2 ... Engine, 3 ... Intake valve, 4 ... Exhaust valve, 5 ... Variable valve timing mechanism (variable valve operating mechanism), 6 ... ECU.

 ────────────────────────────────────────────────── ─── Continued on the front page (72) Inventor Haruhumi Muto 1 Toyota Town, Toyota City, Aichi Prefecture Toyota Motor Corporation F-term (reference) 3G084 BA04 BA23 DA04 DA13 EA07 EA11 EB02 EC04 FA07 FA10 FA11 FA38 FA39 3G092 AA01 AA11 AB02 BA01 BA02 DA03 EA08 EA11 EA23 EB10 EC06 FA06 HA01Z HA05Z HA06Z HA13X HA13Z HE01Z HE03Z HE04Z 3G301 HA01 HA19 JA00 JA20 LA01 LA07 MA01 MA12 MA13 NA09 NB18 ND05 ND45 NE18 NE20 PA01Z PA07Z PA11Z03

Claims (6)

[Claims] 1. An internal combustion engine control device for calculating an amount of intake air to be taken into an internal combustion engine, wherein a determination is made as to whether an intake pressure of an intake pipe connected to the internal combustion engine is equal to or lower than a predetermined intake pressure. Means, and when the determination means determines that the intake pressure of the intake pipe is equal to or lower than a predetermined intake pressure, the intake air amount is determined based on a first relational expression that is a linear expression of the intake pressure of the intake pipe. A second expression that is a linear expression of the intake pressure of the intake pipe when the determination means determines that the intake pressure of the intake pipe is not lower than a predetermined intake pressure, and has a slope different from the first relational expression. A control unit for calculating the intake air amount based on a relational expression. 2. The first relational expression and the second relational expression are:
2. The internal combustion engine control device according to claim 1, wherein the predetermined intake pressure is set so as to pass through the same point in a coordinate system of the intake pressure and the intake air amount. 3. 3. An internal combustion engine control device for calculating an amount of intake air taken into an internal combustion engine, wherein a determination is made as to whether an intake pressure of an intake pipe connected to the internal combustion engine is equal to or lower than a predetermined intake pressure. Means for calculating the intake air amount based on a linear expression of the intake pressure of the intake pipe when the determination means determines that the intake pressure of the intake pipe is equal to or lower than a predetermined intake pressure; Computing means for calculating the intake air amount based on a quadratic or higher expression of the intake pressure of the intake pipe when it is determined that the intake pressure of the intake pipe is not lower than a predetermined intake pressure. An internal combustion engine control device characterized by the above-mentioned. 4. An internal combustion engine control device for calculating an intake pressure of an intake pipe connected to an internal combustion engine, wherein it is determined whether an intake air amount taken into the internal combustion engine is equal to or less than a predetermined intake air amount.

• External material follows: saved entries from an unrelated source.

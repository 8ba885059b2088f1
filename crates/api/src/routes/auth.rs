//! Identity endpoint.

use axum::Json;
use domain::models::user::MeResponse;

use crate::extractors::CurrentUser;

/// The identity resolved from the presented token.
///
/// GET /api/auth/me
pub async fn me(user: CurrentUser) -> Json<MeResponse> {
    Json(MeResponse::from(user.user))
}
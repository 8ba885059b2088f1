//! Room-scoped broadcast hub for supervisor and admin dashboards.

use std::collections::HashMap;
use tokio::sync::{mpsc, oneshot};
use uuid::Uuid;

use domain::services::RoomScope;

use super::{ClientHandle, ClientSession, Frame, HubClosed};
use crate::middleware::metrics::{
    record_hub_connections, record_hub_eviction, record_hub_message_sent,
};

const HUB: &str = "monitoring";

enum Command {
    Register {
        handle: ClientHandle,
        scope: RoomScope,
    },
    Unregister {
        client_id: Uuid,
    },
    Broadcast {
        room_id: Option<Uuid>,
        frame: Frame,
    },
    ConnectionCount {
        reply: oneshot::Sender<usize>,
    },
}

/// Handle to the monitoring hub task. Cheap to clone.
#[derive(Clone)]
pub struct MonitoringHub {
    inbox: mpsc::Sender<Command>,
}

impl MonitoringHub {
    /// Spawns the hub task on the current runtime.
    ///
    /// The task ends once every handle has been dropped.
    pub fn spawn(inbox_size: usize) -> Self {
        let (inbox, commands) = mpsc::channel(inbox_size.max(1));
        tokio::spawn(run(commands));
        Self { inbox }
    }

    /// Registers a viewer that receives snapshots for rooms in `scope`.
    pub async fn register(
        &self,
        scope: RoomScope,
        buffer: usize,
    ) -> Result<ClientSession, HubClosed> {
        let (handle, session) = ClientHandle::pair(buffer);
        self.inbox
            .send(Command::Register { handle, scope })
            .await
            .map_err(|_| HubClosed)?;
        Ok(session)
    }

    /// Removes a viewer. Unknown ids are ignored.
    pub async fn unregister(&self, client_id: Uuid) {
        let _ = self.inbox.send(Command::Unregister { client_id }).await;
    }

    /// Queues `frame` for every viewer whose scope covers `room_id`.
    ///
    /// A roomless snapshot only reaches unrestricted viewers.
    pub async fn broadcast(&self, room_id: Option<Uuid>, frame: Frame) -> Result<(), HubClosed> {
        self.inbox
            .send(Command::Broadcast { room_id, frame })
            .await
            .map_err(|_| HubClosed)
    }

    pub async fn connection_count(&self) -> Result<usize, HubClosed> {
        let (reply, rx) = oneshot::channel();
        self.inbox
            .send(Command::ConnectionCount { reply })
            .await
            .map_err(|_| HubClosed)?;
        rx.await.map_err(|_| HubClosed)
    }
}

struct Viewer {
    handle: ClientHandle,
    scope: RoomScope,
}

async fn run(mut commands: mpsc::Receiver<Command>) {
    let mut viewers: HashMap<Uuid, Viewer> = HashMap::new();

    while let Some(command) = commands.recv().await {
        match command {
            Command::Register { handle, scope } => {
                tracing::debug!(client_id = %handle.id, all_rooms = scope.is_all(), "Monitoring viewer registered");
                viewers.insert(handle.id, Viewer { handle, scope });
                record_hub_connections(HUB, viewers.len());
            }
            Command::Unregister { client_id } => {
                if let Some(viewer) = viewers.remove(&client_id) {
                    viewer.handle.close();
                    tracing::debug!(client_id = %client_id, "Monitoring viewer unregistered");
                    record_hub_connections(HUB, viewers.len());
                }
            }
            Command::Broadcast { room_id, frame } => {
                let mut evicted = Vec::new();
                for (id, viewer) in &viewers {
                    if !viewer.scope.allows_optional(room_id) {
                        continue;
                    }
                    match viewer.handle.deliver(&frame) {
                        Ok(()) => record_hub_message_sent(HUB),
                        Err(reason) => evicted.push((*id, reason)),
                    }
                }
                for (id, reason) in evicted {
                    if let Some(viewer) = viewers.remove(&id) {
                        viewer.handle.close();
                        tracing::warn!(client_id = %id, reason = reason.as_str(), "Evicting monitoring viewer");
                        record_hub_eviction(HUB, reason.as_str());
                    }
                }
                record_hub_connections(HUB, viewers.len());
            }
            Command::ConnectionCount { reply } => {
                let _ = reply.send(viewers.len());
            }
        }
    }

    for (_, viewer) in viewers.drain() {
        viewer.handle.close();
    }
}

Determining means, and a first expression which is a linear expression of the amount of intake air taken into the internal combustion engine when it is determined that the amount of intake air taken into the internal combustion engine is equal to or less than a predetermined amount of intake air. Calculating the intake air pressure based on a relational expression, and when the determination means determines that the amount of intake air to be taken into the internal combustion engine is not less than a predetermined intake air amount, the amount of intake air taken into the internal combustion engine Calculating means for calculating the intake pressure based on a second relational expression having a gradient different from that of the first relational expression. 5. The first relational expression and the second relational expression are:
5. The internal combustion engine control device according to claim 4, wherein the predetermined intake air amount is set so as to pass through the same point in a coordinate system of the intake pressure and the intake air amount. 6. The internal combustion engine control device according to claim 1, wherein the internal combustion engine includes a variable valve mechanism.